Brookman, who noted that his office on Tuesday had subpoenaed Facebook, said most of the office's efforts have to do with companies' efforts to "regain control" of the information process by overt or implied threats.

"Accusations of false libel, for instance," he said, adding that the office has brought cases involving "anti-benchmarking" claims, in which a company says a consumer who buys its product can't post critical reviews or comparisons. "There have been cases where companies have tried to force customers to take down criticism from the Web. Although courts would throw it out, what such companies do is threaten lawsuits against bloggers."

He says his office has taken its condemnation further, saying that not only are such claims unenforceable, and suits brought against consumers on the basis of such claims without merit, but the claims themselves should be regarded as deceptive.
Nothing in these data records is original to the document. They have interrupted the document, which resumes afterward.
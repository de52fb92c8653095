//! Regression tests for sandbox containment through the full dispatch path.
//!
//! Each scenario submits a plugin, approves it, and checks that the
//! sandbox refused or contained it and that the audit trail says so.

mod common;

use common::spawn_submit;
use warden_core::{ActionKind, ExecutionType, FailureKind};
use warden_runtime::RuntimeError;
use warden_test::{
    ScriptedResolver, TestWarden, bash_plugin, http_plugin, params, script_plugin,
};

/// Submit a plugin, approve the prompt, and return the result.
async fn approve_plugin(
    warden: &TestWarden,
    name: &str,
    execution: ExecutionType,
    pairs: &[(&str, &str)],
) -> warden_core::ActionResult {
    let mut prompts = warden.attach_handler().await;
    let task = spawn_submit(
        &warden.dispatcher,
        ActionKind::plugin(name, execution),
        params(pairs),
    );
    let prompt = prompts.recv().await.unwrap();
    warden
        .dispatcher
        .resolve_approval(prompt.request_id, true, None)
        .unwrap();
    task.await.unwrap()
}

#[tokio::test]
async fn metadata_endpoint_is_blocked() {
    let warden = TestWarden::builder().build();
    warden
        .dispatcher
        .plugins()
        .create_conversational(http_plugin(
            "instance_info",
            "http://169.254.169.254/latest/meta-data/{{path}}",
            &["path"],
        ))
        .unwrap();

    let result = approve_plugin(
        &warden,
        "instance_info",
        ExecutionType::Http,
        &[("path", "iam/security-credentials/")],
    )
    .await;
    assert!(result.is_error);
    assert!(result.output.starts_with("blocked"));
    assert!(!result.output.contains("169.254"));

    let entries = warden.audit_entries();
    assert_eq!(entries.len(), 1);
    assert_eq!(entries[0].failure, Some(FailureKind::SandboxViolation));
    assert_eq!(entries[0].parameter_names, vec!["path".to_string()]);
    let line = serde_json::to_string(&entries[0]).unwrap();
    assert!(!line.contains("security-credentials"));
}

#[tokio::test]
async fn dns_rebinding_is_rejected_before_connecting() {
    let resolver = ScriptedResolver::new().sequence(
        "rebind.example",
        &[&["93.184.216.34"], &["127.0.0.1"]],
    );
    let warden = TestWarden::builder().with_resolver(resolver).build();
    warden
        .dispatcher
        .plugins()
        .create_conversational(http_plugin("lookup", "http://rebind.example/status", &[]))
        .unwrap();

    let result = approve_plugin(&warden, "lookup", ExecutionType::Http, &[]).await;
    assert!(result.is_error);
    assert!(result.output.starts_with("blocked"));
    assert_eq!(warden.resolver.calls(), 2);
    assert_eq!(
        warden.audit_entries()[0].failure,
        Some(FailureKind::SandboxViolation)
    );
}

#[tokio::test]
async fn private_answer_is_rejected() {
    let resolver = ScriptedResolver::new().answer("intranet.example", &["10.0.0.5"]);
    let warden = TestWarden::builder().with_resolver(resolver).build();
    warden
        .dispatcher
        .plugins()
        .create_conversational(http_plugin("wiki", "http://intranet.example/", &[]))
        .unwrap();

    let result = approve_plugin(&warden, "wiki", ExecutionType::Http, &[]).await;
    assert!(result.output.starts_with("blocked"));
    assert_eq!(warden.resolver.calls(), 1);
}

#[tokio::test]
async fn shell_metacharacters_stay_in_their_argument() {
    let warden = TestWarden::builder().build();
    warden
        .dispatcher
        .plugins()
        .create_conversational(bash_plugin("say", "echo {{message}}", &["message"]))
        .unwrap();

    let payload = "hi; touch pwned $(touch pwned2) `touch pwned3`";
    let result = approve_plugin(&warden, "say", ExecutionType::Bash, &[("message", payload)]).await;
    assert!(!result.is_error, "{}", result.output);
    assert_eq!(result.output, payload);
    for name in ["pwned", "pwned2", "pwned3"] {
        assert!(!warden.work_dir().join(name).exists(), "{name} was created");
    }
}

#[test]
fn quoted_command_placeholders_are_refused_at_install() {
    let warden = TestWarden::builder().build();
    for command in ["echo \"{{message}}\"", "echo '{{message}}'"] {
        let err = warden
            .dispatcher
            .plugins()
            .create_conversational(bash_plugin("say", command, &["message"]))
            .unwrap_err();
        assert!(
            matches!(err, RuntimeError::UnsafeCommandTemplate { .. }),
            "{command}: {err}"
        );
    }
    assert!(warden.dispatcher.plugins().get("say").is_none());
}

#[test]
fn conversational_script_plugins_are_refused() {
    let warden = TestWarden::builder().build();
    let err = warden
        .dispatcher
        .plugins()
        .create_conversational(script_plugin("cleanup", "print('hi')", "python3"))
        .unwrap_err();
    assert!(matches!(
        err,
        RuntimeError::DisallowedExecutionType {
            execution: ExecutionType::Script,
            ..
        }
    ));
    assert!(warden.dispatcher.plugins().get("cleanup").is_none());
}
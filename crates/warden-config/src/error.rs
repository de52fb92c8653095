//! Configuration error types.

use thiserror::Error;

/// Errors raised while loading or validating configuration.
#[derive(Debug, Error)]
pub enum ConfigError {
    /// A config file could not be read.
    #[error("failed to read config file {path}: {source}")]
    ReadError {
        /// File path.
        path: String,
        /// Underlying error.
        source: std::io::Error,
    },

    /// A config file is not valid TOML or does not match the schema.
    #[error("failed to parse config {path}: {source}")]
    ParseError {
        /// File path, or a `<...>` marker for in-memory layers.
        path: String,
        /// Underlying error.
        source: toml::de::Error,
    },

    /// A value is out of range or inconsistent.
    #[error("invalid config value for {field}: {message}")]
    ValidationError {
        /// Dotted field path.
        field: String,
        /// What is wrong.
        message: String,
    },

    /// The home directory could not be determined.
    #[error("could not determine home directory")]
    NoHomeDir,
}

/// Result type for configuration operations.
pub type ConfigResult<T> = Result<T, ConfigError>;
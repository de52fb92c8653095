//! The action dispatcher.
//!
//! [`Dispatcher::submit`] is the single entry point for actions: it resolves
//! what the action refers to, classifies it once, waits on the permission
//! gate, and runs it on the matching executor. Every attempt ends in an
//! [`ActionResult`] and exactly one audit entry; no failure escapes.

use std::collections::HashMap;
use std::sync::{Arc, Mutex, MutexGuard, PoisonError};

use async_trait::async_trait;
use tokio_util::sync::CancellationToken;
use tracing::{debug, info, warn};
use warden_approval::{PermissionGate, RateCategory, RateLimiter, TrustClassifier};
use warden_audit::{AuditLog, AuditLogEntry};
use warden_core::{
    ActionError, ActionId, ActionKind, ActionOutput, ActionRequest, ActionResult, EventBus,
    FailureKind, GateEvent, Parameters, PluginDefinition, RequestStatus, RequesterId,
    SandboxPolicy,
};
use warden_sandbox::PluginExecutor;
use warden_tools::{ToolContext, ToolRegistry};

use crate::error::RuntimeResult;
use crate::registry::PluginRegistry;

/// Performs computer-input-device actions (`screenshot`, `left_click`, ...).
///
/// Without a controller every computer action is refused as unknown.
#[async_trait]
pub trait ComputerController: Send + Sync {
    /// Perform an approved action.
    async fn perform(
        &self,
        action: &str,
        parameters: &Parameters,
        cancel: &CancellationToken,
    ) -> ActionOutput;
}

/// What a submitted action resolved to.
enum Target {
    Tool(String),
    Computer(String),
    Plugin(Arc<PluginDefinition>),
}

struct InFlight {
    requester_id: RequesterId,
    cancel: CancellationToken,
}

type InFlightTable = Mutex<HashMap<ActionId, InFlight>>;

/// Removes a request from the in-flight table when its submit call ends.
struct InFlightGuard<'a> {
    table: &'a InFlightTable,
    id: ActionId,
}
//! Read file tool: returns contents with line numbers (cat -n style).

use std::fmt::Write;

use serde_json::Value;
use warden_core::{ActionOutput, Parameters, truncate};

use crate::{BuiltinTool, ToolContext, ToolError, ToolResult, required_str};

/// Default maximum lines to read.
const DEFAULT_LINE_LIMIT: usize = 2000;
/// Maximum line length before truncation.
const MAX_LINE_LENGTH: usize = 2000;
/// Bytes inspected for binary content.
const BINARY_SNIFF_BYTES: usize = 8192;

/// Built-in tool for reading files.
pub struct ReadFileTool;

#[async_trait::async_trait]
impl BuiltinTool for ReadFileTool {
    fn name(&self) -> &'static str {
        "read_file"
    }

    fn description(&self) -> &'static str {
        "Reads a text file inside the work directory. Returns contents with line numbers. \
         Use offset and limit for large files."
    }

    fn input_schema(&self) -> Value {
        serde_json::json!({
            "type": "object",
            "properties": {
                "path": {
                    "type": "string",
                    "description": "Path relative to the work directory"
                },
                "offset": {
                    "type": "integer",
                    "description": "Line number to start reading from (1-based)"
                },
                "limit": {
                    "type": "integer",
                    "description": "Number of lines to read"
                }
            },
            "required": ["path"]
        })
    }

    async fn execute(&self, args: &Parameters, ctx: &ToolContext) -> ToolResult<ActionOutput> {
        let raw_path = required_str(args, "path")?;
        let offset = args
            .get("offset")
            .and_then(Value::as_u64)
            .map(|v| usize::try_from(v).unwrap_or(usize::MAX));
        let limit = args
            .get("limit")
            .and_then(Value::as_u64)
            .map_or(DEFAULT_LINE_LIMIT, |v| usize::try_from(v).unwrap_or(usize::MAX));

        let path = ctx.confine(raw_path)?;
        if !path.is_file() {
            return Err(ToolError::PathNotFound(raw_path.to_string()));
        }

        let raw = tokio::fs::read(&path).await?;
        if raw[..raw.len().min(BINARY_SNIFF_BYTES)].contains(&0) {
            return Err(ToolError::ExecutionFailed(format!(
                "{raw_path} appears to be a binary file"
            )));
        }
        let content = String::from_utf8(raw)
            .map_err(|_| ToolError::ExecutionFailed(format!("{raw_path} is not valid UTF-8")))?;

        let lines: Vec<&str> = content.lines().collect();
        let total_lines = lines.len();
        let start = offset.map_or(0, |o| o.saturating_sub(1));
        let end = start.saturating_add(limit).min(total_lines);

        if start >= total_lines {
            return Ok(ActionOutput::success(format!(
                "(file has {total_lines} lines, offset {start} is past end)"
            )));
        }

        let mut output = String::new();
        for (idx, line) in lines[start..end].iter().enumerate() {
            let line_num = start.saturating_add(idx).saturating_add(1);
            let display = truncate::truncate_at_char_boundary(line, MAX_LINE_LENGTH);
            let _ = writeln!(output, "{line_num:>6}\t{display}");
        }
        if end < total_lines {
            let _ = write!(
                output,
                "\n(showing lines {}-{end} of {total_lines}; use offset/limit for more)",
                start.saturating_add(1),
            );
        }

        let (output, _) = truncate::cap_output(&output, ctx.policy.max_output_bytes);
        Ok(ActionOutput::success(output))
    }
}
//! Config file discovery and layered loading.
//!
//! `Config::load()`:
//! 1. Parse `defaults.toml` → base
//! 2. Apply `WARDEN_*` env fallbacks onto the defaults
//! 3. Merge `/etc/warden/config.toml` (system)
//! 4. Merge the user file (`$WARDEN_HOME/config.toml`, else `~/.warden/config.toml`)
//! 5. Deserialize the merged tree → `Config`
//! 6. Validate

use std::path::{Path, PathBuf};

use tracing::{debug, info};

use crate::env::{apply_env_fallbacks, collect_env_vars};
use crate::error::{ConfigError, ConfigResult};
use crate::merge::deep_merge;
use crate::types::Config;
use crate::validate;

/// Embedded default configuration.
const DEFAULTS_TOML: &str = include_str!("defaults.toml");

/// Maximum allowed config file size (1 MiB).
const MAX_CONFIG_FILE_SIZE: u64 = 1_048_576;

/// System-wide config location.
const SYSTEM_CONFIG_PATH: &str = "/etc/warden/config.toml";

/// Load configuration with the full precedence chain.
///
/// `warden_home_override` replaces `$WARDEN_HOME` / `~/.warden` for user
/// config discovery.
///
/// # Errors
///
/// Returns a [`ConfigError`] if any config file is malformed, or if the
/// final merged configuration fails validation.
pub fn load(warden_home_override: Option<&Path>) -> ConfigResult<Config> {
    let env_vars = collect_env_vars();

    let mut merged = parse_defaults()?;

    let env_count = apply_env_fallbacks(&mut merged, &env_vars);
    if env_count > 0 {
        debug!(count = env_count, "applied environment variable fallbacks");
    }

    let system_path = PathBuf::from(SYSTEM_CONFIG_PATH);
    if let Some(overlay) = try_load_file(&system_path)? {
        deep_merge(&mut merged, &overlay);
        info!(path = %system_path.display(), "loaded system config");
    }

    let home = match warden_home_override {
        Some(h) => h.to_path_buf(),
        None => warden_home(env_vars.get("WARDEN_HOME").map(String::as_str))?,
    };
    let user_path = home.join("config.toml");
    if let Some(overlay) = try_load_file(&user_path)? {
        deep_merge(&mut merged, &overlay);
        info!(path = %user_path.display(), "loaded user config");
    }

    let config: Config =
        merged
            .try_into()
            .map_err(|e: toml::de::Error| ConfigError::ParseError {
                path: "<merged config>".to_owned(),
                source: e,
            })?;

    validate::validate(&config)?;
    Ok(config)
}

/// Load a config from a single file on top of the embedded defaults.
///
/// No system, user or env layers are applied.
///
/// # Errors
///
/// Returns a [`ConfigError`] if the file is missing, too large, malformed,
/// or fails validation.
pub fn load_file(path: &Path) -> ConfigResult<Config> {
    let mut merged = parse_defaults()?;
    let overlay = try_load_file(path)?.ok_or_else(|| ConfigError::ReadError {
        path: path.display().to_string(),
        source: std::io::Error::from(std::io::ErrorKind::NotFound),
    })?;
    deep_merge(&mut merged, &overlay);

    let config: Config =
        merged
            .try_into()
            .map_err(|e: toml::de::Error| ConfigError::ParseError {
                path: path.display().to_string(),
                source: e,
            })?;
    validate::validate(&config)?;
    Ok(config)
}

/// Resolve the warden home directory.
///
/// A `WARDEN_HOME` value wins; otherwise `~/.warden`.
///
/// # Errors
///
/// Returns [`ConfigError::NoHomeDir`] if no home directory can be found.
pub fn warden_home(env_override: Option<&str>) -> ConfigResult<PathBuf> {
    if let Some(dir) = env_override.filter(|d| !d.trim().is_empty()) {
        return Ok(PathBuf::from(dir));
    }
    directories::BaseDirs::new()
        .map(|d| d.home_dir().join(".warden"))
        .ok_or(ConfigError::NoHomeDir)
}

fn parse_defaults() -> ConfigResult<toml::Value> {
    toml::from_str(DEFAULTS_TOML).map_err(|e| ConfigError::ParseError {
        path: "<embedded defaults>".to_owned(),
        source: e,
    })
}

/// Try to load a file, returning `None` if the file doesn't exist.
///
/// Uses a single read operation to avoid TOCTOU races (no separate
/// exists/metadata checks before reading).
fn try_load_file(path: &Path) -> ConfigResult<Option<toml::Value>> {
    let content = match std::fs::read_to_string(path) {
        Ok(c) => c,
        Err(e) if e.kind() == std::io::ErrorKind::NotFound => {
            debug!(path = %path.display(), "config file not found, skipping");
            return Ok(None);
        },
        Err(e) => {
            return Err(ConfigError::ReadError {
                path: path.display().to_string(),
                source: e,
            });
        },
    };

    if content.len() as u64 > MAX_CONFIG_FILE_SIZE {
        return Err(ConfigError::ValidationError {
            field: path.display().to_string(),
            message: format!(
                "config file is {} bytes, exceeding the {MAX_CONFIG_FILE_SIZE} byte limit",
                content.len(),
            ),
        });
    }

    let value: toml::Value = toml::from_str(&content).map_err(|e| ConfigError::ParseError {
        path: path.display().to_string(),
        source: e,
    })?;

    Ok(Some(value))
}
Brookman said the AG's office in 2002 brought a case against Network Associates [which makes McAfee anti-virus software], which, he said, had made it sound like it was a violation of federal law to test its software. "They had sought to coerce a small online magazine to take down their critique of the software. The judge refused to pursue the case and threw it out.

"But," he added, "just putting these provisions in a contract is, in our opinion, deceptive. It has the ability to chill public conversation. We don't need to prove deception, or demonstrate deceptive practice, just a practice that has the tendency to deceive. Generally, we will be very skeptical about any prohibition on consumer speech."

Darren Bowie, assistant general counsel at AOL, says this year, as many as 48% of companies will deploy marketing on social-networking channels--an increase from 38% last year. "A flip side of user-generated content: what happens if all of a sudden blogs are criticizing your companies' products? What should you do? There have been actions brought by companies against bloggers; there have been more than 50 by corporations against individuals. The Media Law Research Center says four have gone to trial and with jury verdicts for the plaintiffs, the companies.

"It's important to look at the big picture. First, you need to think about whether filing a lawsuit will generate more adverse publicity and attention." He said that, by way of example, last month the A&P, a grocery-store chain, sued two college students who had worked there, and had produced a video "showing them in all sorts of antics with the company's produce.

The company has sued them for defamation and created backlash in the blogosphere. So it's a balancing act. Then, will you be able to locate, identify and find the people who are doing it? And even if you can find them, can you enforce the order? How enforceable is any relief you secure?"

His final piece of advice: "I would conclude that whether you are in-house counsel or not, check out what blogs are saying about your company."